**What to do**
Each line of the listing below that includes "command" must be copied.

BEGIN Provided records

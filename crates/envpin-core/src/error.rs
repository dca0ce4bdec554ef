use envpin_domain::ManifestError;

/// Failures that abort a pin run.
#[derive(Debug, thiserror::Error)]
pub enum PinError {
    #[error(transparent)]
    Manifest(#[from] ManifestError),
    #[error(
        "[EP104] could not determine environment name; pass --env or add 'name:' to the manifest"
    )]
    MissingEnvironmentName,
    #[error(
        "[EP201] conda executable not found; run inside a conda shell (CONDA_EXE), put conda on PATH, or set ENVPIN_CONDA"
    )]
    ManagerUnavailable,
    #[error("[EP202] `{command}` failed: {detail}")]
    ManagerFailed { command: String, detail: String },
    #[error("[EP203] conda environment '{env}' does not exist")]
    EnvironmentNotFound { env: String },
    #[error("[EP301] pip is not available in conda environment '{env}': {detail}")]
    SecondaryToolUnavailable { env: String, detail: String },
    #[error("[EP401] lock generation failed: {detail}")]
    LockGeneration { detail: String },
}

impl PinError {
    /// Process exit code for this failure.
    #[must_use]
    pub fn exit_code(&self) -> i32 {
        match self {
            Self::Manifest(ManifestError::Serialize(_) | ManifestError::Write { .. })
            | Self::ManagerUnavailable
            | Self::ManagerFailed { .. } => 1,
            Self::Manifest(_) | Self::MissingEnvironmentName => 2,
            Self::EnvironmentNotFound { .. } => 3,
            Self::SecondaryToolUnavailable { .. } => 4,
            Self::LockGeneration { .. } => 5,
        }
    }

    #[must_use]
    pub fn kind(&self) -> &'static str {
        match self {
            Self::Manifest(ManifestError::Serialize(_) | ManifestError::Write { .. }) => {
                "write-error"
            }
            Self::Manifest(_) | Self::MissingEnvironmentName => "parse-error",
            Self::ManagerUnavailable | Self::ManagerFailed { .. } => "manager-error",
            Self::EnvironmentNotFound { .. } => "environment-not-found",
            Self::SecondaryToolUnavailable { .. } => "secondary-tool-unavailable",
            Self::LockGeneration { .. } => "lock-generation-error",
        }
    }

    /// Errors the invoker fixes by editing input or flags rather than the
    /// machine.
    #[must_use]
    pub fn is_user_error(&self) -> bool {
        matches!(self.exit_code(), 2 | 3)
    }
}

END Provided records

**Answer section**
    #[error("[EP202] `{command}` failed: {detail}")]
    ManagerFailed { command: String, detail: String },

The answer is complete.